Chester attorneys list 'red herrings' in their motion to dismiss Greens' suit
Chester. The attorneys say the developer knew he was not in compliance with agency approvals, and so resorted to writing a check as a "retroactive cure," making "baseless claims," and "engaging in a public relations war against the town."
Attorneys for the Town of Chester have submitted a motion to dismiss the $100 million federal discrimination lawsuit brought by the developers of the Greens at Chester.
“The red herrings in Plaintiff’s pleading are numerous," write the attorneys, Mary Marzolla and Patrick Knowles, in their motion earlier this month.
They've submitted these objections before, in a Dec. 19 memorandum to Judge Cathy Seibel.
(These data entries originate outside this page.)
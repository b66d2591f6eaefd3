//! Track list with a per-track event lane and the loop playhead.

use ratatui::{
    layout::Rect,
    style::{Color, Modifier, Style},
    text::{Line, Span},
    widgets::{Block, Borders, Paragraph},
    Frame,
};

use powerchord::{
    sequencer::{EventStore, Track},
    session::SessionStatus,
};

/// Width taken by the name/role columns before the lane.
const LABEL_WIDTH: u16 = 26;

pub fn render_tracks(frame: &mut Frame, area: Rect, store: &EventStore, status: &SessionStatus) {
    let block = Block::default().title(" Tracks ").borders(Borders::ALL);
    let inner = block.inner(area);
    frame.render_widget(block, area);

    if store.is_empty() {
        frame.render_widget(
            Paragraph::new(" No tracks yet - press a pad or F1")
                .style(Style::default().fg(Color::DarkGray)),
            inner,
        );
        return;
    }

    let lane_width = inner.width.saturating_sub(LABEL_WIDTH).max(8) as usize;
    let loop_beats = (status.bars * 4) as f64;
    let playhead = status
        .position
        .map(|p| ((p.fraction * lane_width as f64) as usize).min(lane_width - 1));

    let lines: Vec<Line> = store
        .tracks()
        .iter()
        .map(|track| {
            let armed = status.armed == Some(track.id());
            track_line(track, armed, lane(track, loop_beats, lane_width, playhead))
        })
        .collect();

    frame.render_widget(Paragraph::new(lines), inner);
}

fn track_line(track: &Track, armed: bool, lane: String) -> Line<'static> {
    let marker = if armed { "●" } else { " " };
    let mut name_style = Style::default().fg(if track.muted {
        Color::DarkGray
    } else {
        Color::White
    });
    if armed {
        name_style = name_style.add_modifier(Modifier::BOLD);
    }
    let flags = format!(
        "{}{}",
        if track.muted { "M" } else { " " },
        if track.strum() { "S" } else { " " }
    );

    Line::from(vec![
        Span::styled(format!("{marker} "), Style::default().fg(Color::Red)),
        Span::styled(format!("{:<9.9}", track.name), name_style),
        Span::styled(
            format!("{:<6}", track.role().label()),
            Style::default().fg(Color::Cyan),
        ),
        Span::styled(format!("{flags} "), Style::default().fg(Color::Yellow)),
        Span::styled(lane, Style::default().fg(Color::Green)),
    ])
}

/// One character per lane cell: `█` where an event sounds, `|` at the
/// playhead, `·` on beat lines.
fn lane(track: &Track, loop_beats: f64, width: usize, playhead: Option<usize>) -> String {
    let mut cells = vec![' '; width];
    let beat_cells = width as f64 / loop_beats;
    for beat in 0..loop_beats as usize {
        let cell = (beat as f64 * beat_cells) as usize;
        if cell < width {
            cells[cell] = '·';
        }
    }
    for event in track.events() {
        let start = (event.offset() * beat_cells) as usize;
        let end = ((event.offset() + event.duration()) * beat_cells).ceil() as usize;
        for cell in start..end.max(start + 1) {
            cells[cell % width] = '█';
        }
    }
    if let Some(cell) = playhead {
        cells[cell] = '|';
    }
    cells.into_iter().collect()
}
They got pushback from New York State Attorney General Letitia James, who intervened in the suit because of what she sees as a violation of the Fair Housing Act.
The town attorneys say the developer, who is suing for breach of contract in the 110-acre, 431-unit housing development, knew the Greens was not in compliance with agency approvals, and yet "tried to pull a fast one by unexpectedly dropping off an unsolicited check at the Town Clerk’s Office on July 18, 2019, without any agreement or approval required by Town Code, one day before filing its Complaint on July 19, 2019."
They say the developer does not have a water permit and so has no right to a building permit, and furthermore does not have the required performance bond. The unsolicited delivery of the check, "disingenuously designed as a retroactive cure, could not cure the long-standing defect," they write.
Project was 'long dormant'
To successfully plead a breach of contract claim, say the attorneys, the developer must show how the town breached their contract.
The attorneys addressed the 2010 court settlement agreement requiring the town to allow development on the site. They argue that the town met its side of the agreement, and approved a subdivision plan for the site in 2013. The current developer, Livy Schwartz, purchased the property in October 2017, when the project was "long dormant," they write.
He purchased the property "despite having actual prior notice of the performance bond breach and that, as a result, it lacked any legitimate claim of entitlement to the relief requested," the motion states.
Knowing he was not in compliance, they write, Schwartz "boldly submitted building permit applications in November 2018 and May 2019 that facially breached the 2010 Settlement Agreement, the 2013 subdivision approval, and approved maps by seeking to build home significantly larger than allowed.”
That the developer was reduced to "making baseless claims of discrimination and engaging in a public relations war against the town," the developer showed that he knew he was not entitled to approval of his plans, the attorneys state.
The attorneys also argue that the current and former supervisors, Bob Valentine and Alex Jamieson, were within their rights when voting on the Greens. "The claims must be dismissed against them on the doctrines of legislative and absolute immunity," they write.
“This Court should reject Plaintiff’s attempts to turn the FHA on its head," they write in their motion. The developer's “voluminous complaint boils down to a misplaced gripe over two building permit applications that the Town appropriately denied.”
Developer Livy Schwartz said in response to the motion that "the town has come up with another new pretext for denying building permits. After having told us repeatedly that we were not permitted to post a bond, the town now argues that our permit applications were deficient because we didn’t post a bond. This is the equivalent of shoving us off our feet and then asking us what we are doing there on the floor. We are confident the court will see through the town’s shell game."